Die momentane Situation ist eine grössere Herausforderung als Ferien. Mein Mann geht tagsüber arbeiten und somit habe ich viel Zeit zu Hause, wirklich zu Hause. Im Moment meistere ich die Situation noch ziemlich gut. Mein Beruf ermöglicht es mir von zu Hause aus sehr aktiv zu sein und viel Kontakt mit anderen Menschen zu haben. Morgens stehe ich mit meinem Mann auf, dusche, frisiere und schminke mich und ziehe mich an. Im Moment scheint mir eine Struktur während des Tages sehr wichtig zu sein. Zum Glück leben wir in der heutigen Zeit. Die Videotelefonie ist meine persönliche Rettung. Für mich ist es überhaupt nicht dasselbe wie telefonieren. Die Menschen sehen zu können ist noch wohltuender. Sobald ich merke, dass ich mich einsam fühle, rufe ich jemanden an. Anfangs hat es ein wenig Überwindung gekostet, inzwischen fällt es mir leicht. Zu Mittag esse ich meisten mit meinen Eltern, über eine Videokonferenz mit dem Programm Zoom. Vor Corona habe ich meine Eltern nicht so oft gesprochen. Ich geniesse den regelmässigen Kontakt mit ihnen. .
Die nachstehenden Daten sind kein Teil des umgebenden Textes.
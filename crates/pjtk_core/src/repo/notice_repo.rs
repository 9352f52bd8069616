//! Per-user notice inbox.

use super::{RepoError, RepoResult};
use crate::model::notice::{MessageLevel, Notice};
use rusqlite::{params, Connection, Row};

pub trait NoticeRepository {
    /// Newest first; unread only unless `include_read`.
    fn notices_for(&self, username: &str, include_read: bool) -> RepoResult<Vec<Notice>>;
    fn mark_read(&self, username: &str, message_id: i64, now: i64) -> RepoResult<()>;
}

pub struct SqliteNoticeRepository<'conn> {
    conn: &'conn Connection,
}

impl<'conn> SqliteNoticeRepository<'conn> {
    pub fn new(conn: &'conn Connection) -> Self {
        Self { conn }
    }
}

impl NoticeRepository for SqliteNoticeRepository<'_> {
    fn notices_for(&self, username: &str, include_read: bool) -> RepoResult<Vec<Notice>> {
        let mut stmt = self.conn.prepare(
            "SELECT
                msg.id AS message_id,
                mr.username AS username,
                p.prj_cd AS prj_cd,
                p.slug AS slug,
                m.label AS milestone,
                msg.msg AS msg,
                msg.level AS level,
                msg.created_at AS created_at,
                mr.read_at AS read_at
             FROM message_recipients mr
             JOIN messages msg ON msg.id = mr.message_id
             JOIN project_milestones pm ON pm.id = msg.project_milestone_id
             JOIN milestones m ON m.id = pm.milestone_id
             JOIN projects p ON p.uuid = pm.project_uuid
             WHERE mr.username = ?1
               AND (?2 = 1 OR mr.read_at IS NULL)
             ORDER BY msg.created_at DESC, msg.id DESC;",
        )?;
        let mut rows = stmt.query(params![username, i64::from(include_read)])?;
        let mut notices = Vec::new();
        while let Some(row) = rows.next()? {
            notices.push(parse_notice_row(row)?);
        }
        Ok(notices)
    }

    fn mark_read(&self, username: &str, message_id: i64, now: i64) -> RepoResult<()> {
        let changed = self.conn.execute(
            "UPDATE message_recipients
             SET read_at = COALESCE(read_at, ?3)
             WHERE username = ?1 AND message_id = ?2;",
            params![username, message_id, now],
        )?;
        if changed == 0 {
            return Err(RepoError::NotFound(format!(
                "message {message_id} for {username}"
            )));
        }
        Ok(())
    }
}

fn parse_notice_row(row: &Row<'_>) -> RepoResult<Notice> {
    let level_text: String = row.get("level")?;
    let level = MessageLevel::parse(&level_text).ok_or_else(|| {
        RepoError::InvalidData(format!("invalid level `{level_text}` in messages.level"))
    })?;
    Ok(Notice {
        message_id: row.get("message_id")?,
        username: row.get("username")?,
        prj_cd: row.get("prj_cd")?,
        slug: row.get("slug")?,
        milestone: row.get("milestone")?,
        msg: row.get("msg")?,
        level,
        created_at: row.get("created_at")?,
        read_at: row.get("read_at")?,
    })
}
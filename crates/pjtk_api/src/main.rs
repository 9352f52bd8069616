//! `pjtk-api` HTTP server entry point.
//!
//! Serves the read-only `/api/v1` projections over `tiny_http`, one request
//! at a time on a single database connection.

mod routes;

use log::{info, warn};
use pjtk_core::{init_logging, open_db, AppConfig, ConfigError, DbError, LoggingError};
use rusqlite::Connection;
use std::error::Error;
use std::fmt::{Display, Formatter};
use std::path::PathBuf;
use std::process::ExitCode;
use tiny_http::{Header, Request, Response, Server};

#[derive(Debug)]
enum ServerError {
    Config(ConfigError),
    Logging(LoggingError),
    Db(DbError),
    Bind { addr: String, reason: String },
}

impl Display for ServerError {
    fn fmt(&self, f: &mut Formatter<'_>) -> std::fmt::Result {
        match self {
            Self::Config(err) => write!(f, "{err}"),
            Self::Logging(err) => write!(f, "{err}"),
            Self::Db(err) => write!(f, "{err}"),
            Self::Bind { addr, reason } => write!(f, "cannot listen on {addr}: {reason}"),
        }
    }
}

impl Error for ServerError {
    fn source(&self) -> Option<&(dyn Error + 'static)> {
        match self {
            Self::Config(err) => Some(err),
            Self::Logging(err) => Some(err),
            Self::Db(err) => Some(err),
            Self::Bind { .. } => None,
        }
    }
}

impl From<ConfigError> for ServerError {
    fn from(value: ConfigError) -> Self {
        Self::Config(value)
    }
}

impl From<LoggingError> for ServerError {
    fn from(value: LoggingError) -> Self {
        Self::Logging(value)
    }
}

impl From<DbError> for ServerError {
    fn from(value: DbError) -> Self {
        Self::Db(value)
    }
}

fn main() -> ExitCode {
    // Optional single argument: a TOML config file.
    let config_file = std::env::args_os().nth(1).map(PathBuf::from);
    match serve(config_file) {
        Ok(()) => ExitCode::SUCCESS,
        Err(err) => {
            eprintln!("pjtk-api error: {err}");
            ExitCode::FAILURE
        }
    }
}

fn serve(config_file: Option<PathBuf>) -> Result<(), ServerError> {
    let config = AppConfig::load_from(config_file.as_deref())?;
    init_logging(&config.log_level, &config.log_dir, true)?;
    let conn = open_db(&config.database_path)?;

    let server = Server::http(config.bind_addr.as_str()).map_err(|err| ServerError::Bind {
        addr: config.bind_addr.clone(),
        reason: err.to_string(),
    })?;
    info!(
        "event=api_start module=api status=ok addr={} db={}",
        config.bind_addr,
        config.database_path.display()
    );

    for request in server.incoming_requests() {
        respond(&conn, request);
    }
    Ok(())
}

fn respond(conn: &Connection, mut request: Request) {
    let method = request.method().clone();
    let url = request.url().to_string();
    let (status, payload) = match routes::read_body(request.as_reader()) {
        Ok(body) => routes::handle(conn, &method, &url, &body),
        Err(err) => {
            warn!("event=api_request module=api status=error reason=body_read url={url} error={err:?}");
            routes::body_failure(&err)
        }
    };
    info!("event=api_request module=api status=ok method={method} url={url} code={status}");

    let mut response = Response::from_string(payload.to_string()).with_status_code(status);
    if let Ok(header) = Header::from_bytes("Content-Type", "application/json") {
        response = response.with_header(header);
    }
    if let Err(err) = request.respond(response) {
        warn!("event=api_respond module=api status=error error={err}");
    }
}
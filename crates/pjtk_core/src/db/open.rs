//! Connection bootstrap for file and in-memory databases.
//!
//! # Invariants
//! - Returned connections have `foreign_keys=ON` and a 5 s busy timeout.
//! - Returned connections are migrated to the latest schema.

use super::migrations::apply_migrations;
use super::{DbError, DbResult};
use log::{error, info};
use rusqlite::Connection;
use std::path::Path;
use std::time::{Duration, Instant};

const BUSY_TIMEOUT: Duration = Duration::from_secs(5);

/// Opens (or creates) the tracker database at `path`.
pub fn open_db(path: impl AsRef<Path>) -> DbResult<Connection> {
    let path = path.as_ref();
    prepare(&path.display().to_string(), Connection::open(path))
}

/// Opens a private in-memory database, mostly for tests.
pub fn open_db_in_memory() -> DbResult<Connection> {
    prepare(":memory:", Connection::open_in_memory())
}

fn prepare(target: &str, opened: rusqlite::Result<Connection>) -> DbResult<Connection> {
    let started_at = Instant::now();
    let result = opened.map_err(DbError::from).and_then(|mut conn| {
        conn.pragma_update(None, "foreign_keys", true)?;
        conn.busy_timeout(BUSY_TIMEOUT)?;
        let applied = apply_migrations(&mut conn)?;
        Ok((conn, applied))
    });

    let elapsed_ms = started_at.elapsed().as_millis();
    match result {
        Ok((conn, applied)) => {
            info!(
                "event=db_open module=db status=ok target={target} migrations={applied} duration_ms={elapsed_ms}"
            );
            Ok(conn)
        }
        Err(err) => {
            error!(
                "event=db_open module=db status=error target={target} duration_ms={elapsed_ms} error={err}"
            );
            Err(err)
        }
    }
}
An Tagen, an denen ich weniger zu tun habe, beginnen meine Gedanken zu kreisen. Mich an solchen Tagen nicht runterziehen zu lassen ist anstrengend. Dass die momentane Situation auch noch verunsichert ist dabei nicht hilfreich. Ich sorge mich um meine Eltern und um meinen Mann, der sich täglich einem Risiko aussetzen muss. Wir gehören nicht zur Risikogruppe, aber das alleine gibt mir noch keine Ruhe. Wie geht es weiter? Wann wird es vorüber sein? 

Die Welt scheint gerade kein schöner Ort zu sein. Nach wie vor hätte ich gerne Kinder gehabt. Aber seit längerem überlege ich mir, ob ich meinen Kindern wirklich eine solche Welt zumuten könnte? Die Ozeane und Gewässer sind verschmutzt, die Korallenriffe sterben, es wird enger, Insekten sterben, Lebensmittel sind belastet, usw. Das schöne in der Welt und in meinem Leben kann ich sehen und geniessen und doch mache ich mir viele Gedanken um unsere Welt... und jetzt noch eine Pandemie! Wie ergeht es wohl Eltern? Welche Gedanken machen sie sich?